One of the hardest questions for me to ask another mother is, "How old is your baby?" My eyes are always drawn to babies, especially if they look around Isabella's age. At the end of every day, I could tell you roughly how many babies and strollers I passed.

I'm both drawn by babies and terrified of seeing them. Every time I see an unfamiliar baby, I want to know how old the baby is and I don't want to know if they are Isabella's age. 

In airports, restaurants, coffee shops, etc., I choose my seat based on where the babies are sitting (not in my line of view). Apparently this heightened awareness and avoidance of certain situations is related to the traumatic element of Isabella's death. 

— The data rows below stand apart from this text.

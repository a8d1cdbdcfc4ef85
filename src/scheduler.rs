//! Playback scheduler — drives one playback session, segment by segment,
//! on a dedicated thread.
//!
//! `start()` takes a snapshot of the segment list and spawns the
//! `broadcast-runtime` thread; `stop()` flips the session flag and halts
//! both drivers unconditionally without waiting for in-flight work.
//! Segment transitions and termination are reported through an injected
//! event callback, fire-and-forget.

use crate::driver::{MusicDriver, SpeechDriver};
use crate::segment::Segment;
use crate::segment_player::{PlayerTiming, SegmentOutcome, SegmentPlayer};
use crate::session::Session;
use std::sync::{Arc, Mutex};

/// Events emitted by the session thread. Observer failures must never
/// affect playback, so callbacks get values, not references.
#[derive(Debug, Clone, PartialEq, Eq)]
pub enum PlaybackEvent {
    /// A segment began executing. Emitted on every transition, including
    /// loop wrap-around.
    SegmentStarted {
        index: usize,
        segment_id: u32,
        kind: &'static str,
    },
    /// The sequence finished naturally with looping off.
    BroadcastEnded,
    /// Playback was cancelled by `stop()`.
    Stopped,
}

type EventSink = Arc<dyn Fn(PlaybackEvent) + Send + Sync>;

/// Deliver one event, containing any observer panic. A misbehaving sink
/// must never unwind the session thread or wedge the active-session guard.
fn emit(on_event: &EventSink, event: PlaybackEvent) {
    let delivery = std::panic::catch_unwind(std::panic::AssertUnwindSafe(|| on_event(event)));
    if delivery.is_err() {
        eprintln!("Playback event observer panicked; playback continues");
    }
}

/// Owns the active playback session. At most one session is active at a
/// time; a second `start()` is rejected until the first stops or ends.
pub struct PlaybackScheduler {
    music: Arc<dyn MusicDriver>,
    speech: Arc<dyn SpeechDriver>,
    timing: PlayerTiming,
    on_event: EventSink,
    session: Mutex<Option<Session>>,
}

impl PlaybackScheduler {
    pub fn new<F>(music: Arc<dyn MusicDriver>, speech: Arc<dyn SpeechDriver>, on_event: F) -> Self
    where
        F: Fn(PlaybackEvent) + Send + Sync + 'static,
    {
        Self::with_timing(music, speech, PlayerTiming::default(), on_event)
    }

    pub fn with_timing<F>(
        music: Arc<dyn MusicDriver>,
        speech: Arc<dyn SpeechDriver>,
        timing: PlayerTiming,
        on_event: F,
    ) -> Self
    where
        F: Fn(PlaybackEvent) + Send + Sync + 'static,
    {
        PlaybackScheduler {
            music,
            speech,
            timing,
            on_event: Arc::new(on_event),
            session: Mutex::new(None),
        }
    }

    /// Begin playing `segments` in order. Rejects an empty list ("nothing
    /// to play") and rejects starting over an active session.
    pub fn start(&self, segments: Vec<Segment>, loop_enabled: bool) -> Result<(), String> {
        if segments.is_empty() {
            return Err("Nothing to play: the broadcast has no segments".to_string());
        }

        let mut slot = self.session.lock().unwrap();
        if slot.as_ref().is_some_and(|s| s.is_active()) {
            return Err("A broadcast is already playing; stop it first".to_string());
        }

        let session = Session::new();
        *slot = Some(session.clone());

        let music = self.music.clone();
        let speech = self.speech.clone();
        let timing = self.timing;
        let on_event = self.on_event.clone();

        let spawned = std::thread::Builder::new()
            .name("broadcast-runtime".into())
            .spawn(move || {
                run_session(segments, loop_enabled, session, music, speech, timing, on_event);
            });
        if let Err(e) = spawned {
            // Release the guard so a later start can try again
            if let Some(s) = slot.take() {
                s.deactivate();
            }
            return Err(format!("Failed to spawn broadcast-runtime thread: {}", e));
        }

        Ok(())
    }

    /// Halt playback immediately: deactivate the session, stop both
    /// drivers unconditionally, cancel any in-flight fade (the volume is
    /// left as last applied). Fire-and-forget — does not wait for the
    /// session thread to unwind. No-op when nothing is playing.
    pub fn stop(&self) {
        let slot = self.session.lock().unwrap();
        if let Some(session) = slot.as_ref() {
            if session.is_active() {
                session.deactivate();
                self.music.stop();
                self.speech.cancel_all();
            }
        }
    }

    /// Index of the segment currently executing, if a session is active.
    pub fn active_index(&self) -> Option<usize> {
        let slot = self.session.lock().unwrap();
        slot.as_ref().filter(|s| s.is_active()).map(|s| s.cursor())
    }

    /// True when the given segment index is the one currently playing.
    /// Used to highlight the active item in a displayed list.
    pub fn is_playing_index(&self, index: usize) -> bool {
        self.active_index() == Some(index)
    }
}

/// Session thread body: execute segments in order, advancing on natural
/// completion, wrapping when looping, tearing down on end or stop.
fn run_session(
    segments: Vec<Segment>,
    loop_enabled: bool,
    session: Session,
    music: Arc<dyn MusicDriver>,
    speech: Arc<dyn SpeechDriver>,
    timing: PlayerTiming,
    on_event: EventSink,
) {
    let player = SegmentPlayer::with_timing(music.clone(), speech.clone(), timing);
    let mut cursor = 0usize;

    loop {
        if !session.is_active() {
            emit(&on_event, PlaybackEvent::Stopped);
            return;
        }

        let segment = &segments[cursor];
        session.set_cursor(cursor);
        emit(
            &on_event,
            PlaybackEvent::SegmentStarted {
                index: cursor,
                segment_id: segment.id,
                kind: segment.kind.name(),
            },
        );

        match player.play(segment, &session) {
            SegmentOutcome::Cancelled => {
                emit(&on_event, PlaybackEvent::Stopped);
                return;
            }
            SegmentOutcome::Completed => {
                // Stop may land between natural completion and the
                // advance; it wins, and nothing further is scheduled.
                if !session.is_active() {
                    emit(&on_event, PlaybackEvent::Stopped);
                    return;
                }
                cursor += 1;
                if cursor >= segments.len() {
                    if loop_enabled {
                        cursor = 0;
                    } else {
                        // Natural end: same driver teardown as stop, but
                        // reported as Ended, not Stopped.
                        session.deactivate();
                        music.stop();
                        speech.cancel_all();
                        emit(&on_event, PlaybackEvent::BroadcastEnded);
                        return;
                    }
                }
            }
        }
    }
}

#[cfg(test)]
mod tests {
    use super::*;
    use crate::driver::{NullMusicDriver, NullSpeechDriver};
    use crate::segment::{SegmentKind, VolumeDipConfig};
    use std::time::Duration;

    fn dip_segment(id: u32, position: u32) -> Segment {
        Segment {
            id,
            position,
            kind: SegmentKind::VolumeDip(VolumeDipConfig {
                volume: 30.0,
                duration: 0.5,
            }),
        }
    }

    fn scheduler() -> PlaybackScheduler {
        PlaybackScheduler::new(
            Arc::new(NullMusicDriver),
            Arc::new(NullSpeechDriver),
            |_| {},
        )
    }

    #[test]
    fn start_with_empty_list_is_rejected() {
        let sched = scheduler();
        let result = sched.start(Vec::new(), false);
        assert!(result.is_err());
        assert!(result.unwrap_err().contains("Nothing to play"));
        assert!(sched.active_index().is_none());
    }

    #[test]
    fn second_start_while_active_is_rejected() {
        let sched = scheduler();
        // Looping over instant segments keeps the session active.
        sched
            .start(vec![dip_segment(1, 0), dip_segment(2, 1)], true)
            .unwrap();
        let second = sched.start(vec![dip_segment(3, 0)], false);
        assert!(second.is_err());
        sched.stop();
    }

    #[test]
    fn stop_without_session_is_a_noop() {
        let sched = scheduler();
        sched.stop();
        sched.stop();
        assert!(sched.active_index().is_none());
    }

    #[test]
    fn start_allowed_again_after_natural_end() {
        let sched = scheduler();
        sched.start(vec![dip_segment(1, 0)], false).unwrap();
        // Null music driver: the dip advances immediately and the session
        // ends on its own.
        std::thread::sleep(Duration::from_millis(200));
        assert!(sched.active_index().is_none());
        assert!(sched.start(vec![dip_segment(2, 0)], false).is_ok());
    }

    #[test]
    fn panicking_observer_does_not_wedge_the_session() {
        let sched = PlaybackScheduler::new(
            Arc::new(NullMusicDriver),
            Arc::new(NullSpeechDriver),
            |_| panic!("observer failure"),
        );
        sched.start(vec![dip_segment(1, 0)], false).unwrap();
        std::thread::sleep(Duration::from_millis(200));
        // The session ended despite the sink panicking on every event
        assert!(sched.active_index().is_none());
        assert!(sched.start(vec![dip_segment(2, 0)], false).is_ok());
        std::thread::sleep(Duration::from_millis(200));
        assert!(sched.active_index().is_none());
    }

    #[test]
    fn is_playing_index_tracks_active_cursor() {
        let sched = scheduler();
        assert!(!sched.is_playing_index(0));
        sched
            .start(vec![dip_segment(1, 0), dip_segment(2, 1)], true)
            .unwrap();
        std::thread::sleep(Duration::from_millis(50));
        assert!(sched.active_index().is_some());
        sched.stop();
    }
}
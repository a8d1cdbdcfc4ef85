//! Local-file music driver — rodio playback on a dedicated audio thread.
//!
//! Resolves a clip source id to an audio file in a media folder, decodes it
//! with rodio, and tracks progress with a wall-clock clip timer. The audio
//! objects live on their own thread (no Send/Sync needed); the driver
//! handle communicates over an `mpsc` channel and reads shared atomics, so
//! it is naturally `Send + Sync` and safe to call from the session thread
//! and the stop control at once.

use crate::driver::MusicDriver;
use rodio::{Decoder, OutputStream, OutputStreamHandle, Sink};
use std::fs::File;
use std::io::BufReader;
use std::path::{Path, PathBuf};
use std::sync::atomic::{AtomicBool, AtomicU32, Ordering};
use std::sync::{Arc, Mutex, mpsc};
use std::time::{Duration, Instant};

/// Supported audio extensions for clip files.
const AUDIO_EXTENSIONS: &[&str] = &["mp3", "wav", "flac", "ogg", "aac", "m4a"];

enum MusicCmd {
    Load {
        path: PathBuf,
        start: Duration,
        end: Option<Duration>,
    },
    SetVolume(f32),
    Stop,
    Shutdown,
}

/// Clip progress clock, updated by the audio thread on load/stop.
struct ClipClock {
    started: Option<Instant>,
    start_offset: Duration,
    duration: Duration,
    end: Option<Duration>,
}

struct SharedState {
    /// Current volume on the 0-100 scale, stored as f32 bits.
    volume: AtomicU32,
    playing: AtomicBool,
    ended: AtomicBool,
    clock: Mutex<ClipClock>,
}

impl SharedState {
    fn new() -> Self {
        SharedState {
            volume: AtomicU32::new(100.0f32.to_bits()),
            playing: AtomicBool::new(false),
            ended: AtomicBool::new(false),
            clock: Mutex::new(ClipClock {
                started: None,
                start_offset: Duration::ZERO,
                duration: Duration::ZERO,
                end: None,
            }),
        }
    }

    fn mark_ended(&self) {
        self.playing.store(false, Ordering::SeqCst);
        self.ended.store(true, Ordering::SeqCst);
    }

    /// Clear the ended/playing flags and the clip clock for a new load.
    fn reset_for_load(&self) {
        self.ended.store(false, Ordering::SeqCst);
        self.playing.store(false, Ordering::SeqCst);
        let mut clock = self.clock.lock().unwrap();
        clock.started = None;
        clock.start_offset = Duration::ZERO;
        clock.duration = Duration::ZERO;
        clock.end = None;
    }
}

/// `MusicDriver` backed by rodio playback of files in a media folder.
pub struct LocalMusicDriver {
    tx: mpsc::Sender<MusicCmd>,
    shared: Arc<SharedState>,
    media_folder: PathBuf,
}

impl LocalMusicDriver {
    /// Create the driver and spawn its audio thread. Audio output is
    /// opened lazily on the first successful load, so construction never
    /// fails on machines without a sound device.
    pub fn new(media_folder: PathBuf) -> Self {
        let shared = Arc::new(SharedState::new());
        let (tx, rx) = mpsc::channel::<MusicCmd>();

        let thread_shared = shared.clone();
        std::thread::Builder::new()
            .name("music-driver".into())
            .spawn(move || {
                audio_thread_loop(rx, thread_shared);
            })
            .expect("failed to spawn music-driver thread");

        LocalMusicDriver {
            tx,
            shared,
            media_folder,
        }
    }
}

impl MusicDriver for LocalMusicDriver {
    fn load_and_play(&self, source_id: &str, start: Duration, end: Option<Duration>) {
        // Resolve and reset on the caller's thread: a poll that runs right
        // after this call must not observe a previous clip's ended state.
        let Some(path) = resolve_source(&self.media_folder, source_id) else {
            eprintln!("No clip found for source '{}'", source_id);
            self.shared.reset_for_load();
            self.shared.mark_ended();
            return;
        };
        self.shared.reset_for_load();
        let _ = self.tx.send(MusicCmd::Load { path, start, end });
    }

    fn set_volume(&self, volume: f32) {
        let clamped = volume.clamp(0.0, 100.0);
        self.shared.volume.store(clamped.to_bits(), Ordering::SeqCst);
        let _ = self.tx.send(MusicCmd::SetVolume(clamped));
    }

    fn volume(&self) -> f32 {
        f32::from_bits(self.shared.volume.load(Ordering::SeqCst))
    }

    fn current_time(&self) -> Duration {
        let clock = self.shared.clock.lock().unwrap();
        match clock.started {
            Some(at) => clock.start_offset + at.elapsed(),
            None => Duration::ZERO,
        }
    }

    fn duration(&self) -> Duration {
        self.shared.clock.lock().unwrap().duration
    }

    fn is_ended(&self) -> bool {
        self.shared.ended.load(Ordering::SeqCst)
    }

    fn is_playing(&self) -> bool {
        self.shared.playing.load(Ordering::SeqCst)
    }

    fn stop(&self) {
        let _ = self.tx.send(MusicCmd::Stop);
    }
}

impl Drop for LocalMusicDriver {
    fn drop(&mut self) {
        let _ = self.tx.send(MusicCmd::Shutdown);
    }
}

/// Audio thread: owns the rodio output and sink, executes commands,
/// detects clip end on a 50ms poll.
fn audio_thread_loop(rx: mpsc::Receiver<MusicCmd>, shared: Arc<SharedState>) {
    let mut output: Option<(OutputStream, OutputStreamHandle)> = None;
    let mut sink: Option<Sink> = None;

    loop {
        match rx.recv_timeout(Duration::from_millis(50)) {
            Ok(MusicCmd::Load { path, start, end }) => {
                // Lazy-init audio output on first use
                if output.is_none() {
                    match OutputStream::try_default() {
                        Ok(pair) => output = Some(pair),
                        Err(e) => {
                            eprintln!("Failed to open audio output: {}", e);
                            shared.mark_ended();
                            continue;
                        }
                    }
                }
                let Some((_, handle)) = &output else {
                    continue;
                };

                if let Some(old) = sink.take() {
                    old.stop();
                }
                match start_clip(handle, &path, start) {
                    Ok(new_sink) => {
                        new_sink.set_volume(
                            f32::from_bits(shared.volume.load(Ordering::SeqCst)) / 100.0,
                        );
                        let duration = probe_duration(&path);
                        {
                            let mut clock = shared.clock.lock().unwrap();
                            clock.started = Some(Instant::now());
                            clock.start_offset = start;
                            clock.duration = duration;
                            clock.end = end;
                        }
                        shared.ended.store(false, Ordering::SeqCst);
                        shared.playing.store(true, Ordering::SeqCst);
                        sink = Some(new_sink);
                    }
                    Err(e) => {
                        eprintln!("Cannot play '{}': {}", path.display(), e);
                        shared.mark_ended();
                    }
                }
            }

            Ok(MusicCmd::SetVolume(volume)) => {
                if let Some(s) = &sink {
                    s.set_volume(volume / 100.0);
                }
            }

            Ok(MusicCmd::Stop) => {
                if let Some(s) = &sink {
                    s.stop();
                }
                shared.mark_ended();
            }

            Ok(MusicCmd::Shutdown) => {
                if let Some(s) = &sink {
                    s.stop();
                }
                break;
            }

            Err(mpsc::RecvTimeoutError::Timeout) => {
                if shared.playing.load(Ordering::SeqCst) {
                    if let Some(s) = &sink {
                        let past_end = {
                            let clock = shared.clock.lock().unwrap();
                            match (clock.started, clock.end) {
                                (Some(at), Some(end)) => clock.start_offset + at.elapsed() >= end,
                                _ => false,
                            }
                        };
                        if s.empty() || past_end {
                            s.stop();
                            shared.mark_ended();
                        }
                    }
                }
            }

            Err(mpsc::RecvTimeoutError::Disconnected) => break,
        }
    }
}

/// Decode a clip file onto a fresh sink, seeking to the start offset.
fn start_clip(
    handle: &OutputStreamHandle,
    path: &Path,
    start: Duration,
) -> Result<Sink, String> {
    let sink = Sink::try_new(handle).map_err(|e| format!("Failed to create sink: {}", e))?;
    let file = File::open(path).map_err(|e| format!("Cannot open '{}': {}", path.display(), e))?;
    let source = Decoder::new(BufReader::new(file))
        .map_err(|e| format!("Cannot decode '{}': {}", path.display(), e))?;
    sink.append(source);
    if !start.is_zero() {
        // Some formats cannot seek; play from the top rather than fail.
        let _ = sink.try_seek(start);
    }
    sink.play();
    Ok(sink)
}

/// Total clip duration from file metadata. Zero when unreadable.
fn probe_duration(path: &Path) -> Duration {
    use lofty::file::AudioFile;
    match lofty::read_from_path(path) {
        Ok(tagged) => tagged.properties().duration(),
        Err(_) => Duration::ZERO,
    }
}

/// Find the clip file for a source id: a file in the media folder whose
/// stem matches the id (case-insensitive) with a supported extension.
pub fn resolve_source(media_folder: &Path, source_id: &str) -> Option<PathBuf> {
    let entries = std::fs::read_dir(media_folder).ok()?;
    let id_lower = source_id.to_lowercase();

    for entry in entries.flatten() {
        let path = entry.path();
        if !path.is_file() {
            continue;
        }
        let Some(stem) = path.file_stem() else { continue };
        if stem.to_string_lossy().to_lowercase() != id_lower {
            continue;
        }
        let Some(ext) = path.extension() else { continue };
        if AUDIO_EXTENSIONS.contains(&ext.to_string_lossy().to_lowercase().as_str()) {
            return Some(path);
        }
    }
    None
}
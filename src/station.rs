use crate::broadcast::Broadcast;
use crate::segment::Segment;
use chrono::{DateTime, Local};
use serde::{Deserialize, Serialize};
use std::fs;
use std::path::{Path, PathBuf};

const STATE_FILE: &str = "wavecast_stations.json";

/// A published station: a point on the map with an owned broadcast.
#[derive(Debug, Clone, Serialize, Deserialize)]
pub struct Station {
    pub id: u32,
    pub name: String,
    #[serde(default)]
    pub description: String,
    #[serde(default)]
    pub genre: String,
    pub lat: f64,
    pub lng: f64,
    pub created_at: DateTime<Local>,
    #[serde(default)]
    pub broadcast: Broadcast,
}

/// The set of published stations, persisted as a JSON state file.
/// Acts as the segment-list provider: playback takes a snapshot of a
/// station's ordered segments plus its loop flag.
#[derive(Debug, Serialize, Deserialize)]
pub struct StationDirectory {
    pub stations: Vec<Station>,
    next_id: u32,
}

impl StationDirectory {
    pub fn new() -> Self {
        StationDirectory {
            stations: Vec::new(),
            next_id: 1,
        }
    }

    /// Default state file location: the user data dir, falling back to cwd.
    pub fn default_path() -> PathBuf {
        dirs::data_dir()
            .map(|d| d.join("wavecast").join(STATE_FILE))
            .unwrap_or_else(|| PathBuf::from(STATE_FILE))
    }

    /// Load the directory from JSON, or create a new one if not found.
    pub fn load(path: &Path) -> Self {
        if path.exists() {
            match fs::read_to_string(path) {
                Ok(data) => match serde_json::from_str(&data) {
                    Ok(directory) => return directory,
                    Err(e) => eprintln!("Warning: corrupt station file, starting fresh: {}", e),
                },
                Err(e) => eprintln!("Warning: could not read station file: {}", e),
            }
        }
        StationDirectory::new()
    }

    /// Persist the directory to JSON.
    pub fn save(&self, path: &Path) -> Result<(), String> {
        if let Some(parent) = path.parent() {
            fs::create_dir_all(parent)
                .map_err(|e| format!("Cannot create '{}': {}", parent.display(), e))?;
        }
        let json =
            serde_json::to_string_pretty(self).map_err(|e| format!("Serialize error: {}", e))?;
        fs::write(path, json).map_err(|e| format!("Write error: {}", e))?;
        Ok(())
    }

    /// Publish a new station at the given coordinates. Returns its ID.
    pub fn create_station(&mut self, name: String, lat: f64, lng: f64) -> u32 {
        let id = self.next_id;
        self.next_id += 1;
        self.stations.push(Station {
            id,
            name,
            description: String::new(),
            genre: String::new(),
            lat,
            lng,
            created_at: Local::now(),
            broadcast: Broadcast::new(),
        });
        id
    }

    /// Find a station by name (case-insensitive).
    pub fn find_station(&self, name: &str) -> Option<&Station> {
        self.stations
            .iter()
            .find(|s| s.name.eq_ignore_ascii_case(name))
    }

    /// Find a station by name (case-insensitive), mutable.
    pub fn find_station_mut(&mut self, name: &str) -> Option<&mut Station> {
        self.stations
            .iter_mut()
            .find(|s| s.name.eq_ignore_ascii_case(name))
    }

    /// Remove a station by name. Returns the removed station or an error.
    pub fn remove_station(&mut self, name: &str) -> Result<Station, String> {
        let pos = self
            .stations
            .iter()
            .position(|s| s.name.eq_ignore_ascii_case(name))
            .ok_or_else(|| format!("Station '{}' not found", name))?;
        Ok(self.stations.remove(pos))
    }

    /// Snapshot a station's broadcast for playback: the ordered segment
    /// list and the loop flag. The scheduler owns the copy for the session.
    pub fn snapshot(&self, name: &str) -> Option<(Vec<Segment>, bool)> {
        self.find_station(name)
            .map(|s| (s.broadcast.segments_in_order(), s.broadcast.loop_enabled))
    }
}

impl Default for StationDirectory {
    fn default() -> Self {
        Self::new()
    }
}

#[cfg(test)]
mod tests {
    use super::*;
    use crate::segment::{SegmentKind, VolumeDipConfig};

    fn dip() -> SegmentKind {
        SegmentKind::VolumeDip(VolumeDipConfig {
            volume: 30.0,
            duration: 1.0,
        })
    }

    #[test]
    fn create_station_assigns_unique_ids() {
        let mut dir = StationDirectory::new();
        let id1 = dir.create_station("North FM".to_string(), 40.7, -74.0);
        let id2 = dir.create_station("South FM".to_string(), 34.0, -118.2);
        assert_ne!(id1, id2);
        assert_eq!(dir.stations.len(), 2);
    }

    #[test]
    fn find_station_case_insensitive() {
        let mut dir = StationDirectory::new();
        dir.create_station("Night Owl".to_string(), 0.0, 0.0);
        assert!(dir.find_station("night owl").is_some());
        assert!(dir.find_station("NIGHT OWL").is_some());
        assert!(dir.find_station("nope").is_none());
    }

    #[test]
    fn remove_station_not_found_errors() {
        let mut dir = StationDirectory::new();
        assert!(dir.remove_station("ghost").is_err());
    }

    #[test]
    fn snapshot_returns_ordered_segments_and_loop_flag() {
        let mut dir = StationDirectory::new();
        dir.create_station("Main".to_string(), 1.0, 2.0);
        let station = dir.find_station_mut("Main").unwrap();
        station.broadcast.add_segment(dip());
        station.broadcast.add_segment(dip());
        station.broadcast.loop_enabled = false;

        let (segments, looping) = dir.snapshot("Main").unwrap();
        assert_eq!(segments.len(), 2);
        assert!(segments[0].position < segments[1].position);
        assert!(!looping);
    }

    #[test]
    fn snapshot_unknown_station_is_none() {
        let dir = StationDirectory::new();
        assert!(dir.snapshot("nowhere").is_none());
    }

    #[test]
    fn save_and_load_roundtrip() {
        let dir_handle = tempfile::tempdir().unwrap();
        let path = dir_handle.path().join("stations.json");

        let mut dir = StationDirectory::new();
        dir.create_station("Harbor Radio".to_string(), 51.5, -0.1);
        let station = dir.find_station_mut("Harbor Radio").unwrap();
        station.genre = "jazz".to_string();
        station.broadcast.add_segment(dip());
        dir.save(&path).unwrap();

        let loaded = StationDirectory::load(&path);
        let station = loaded.find_station("Harbor Radio").unwrap();
        assert_eq!(station.genre, "jazz");
        assert_eq!(station.lat, 51.5);
        assert_eq!(station.broadcast.segment_count(), 1);
    }

    #[test]
    fn load_missing_file_starts_fresh() {
        let loaded = StationDirectory::load(Path::new("/nonexistent/wavecast.json"));
        assert!(loaded.stations.is_empty());
    }

    #[test]
    fn load_corrupt_file_starts_fresh() {
        let dir_handle = tempfile::tempdir().unwrap();
        let path = dir_handle.path().join("stations.json");
        fs::write(&path, "not json at all").unwrap();
        let loaded = StationDirectory::load(&path);
        assert!(loaded.stations.is_empty());
    }
}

Until I was pregnant, I never cared to ask the age of babies. I certainly did not anticipate it would become a difficult and anxiety producing question to ask. I've gotten up the courage to ask unfamiliar mothers how old their babies are twice. Both times, I had to talk myself into having the guts to approach them with the question. 

The first time was three weeks after Isabella was born and died. My husband and I were at a coffee shop in Washington state. I had seen newborns everywhere. Each time I saw a mother cradling her child or rocking a car seat with her foot, a part of my heart ached with the emptiness of my arms. My husband told me it was not strange to ask moms their child's age, especially since I'm female. 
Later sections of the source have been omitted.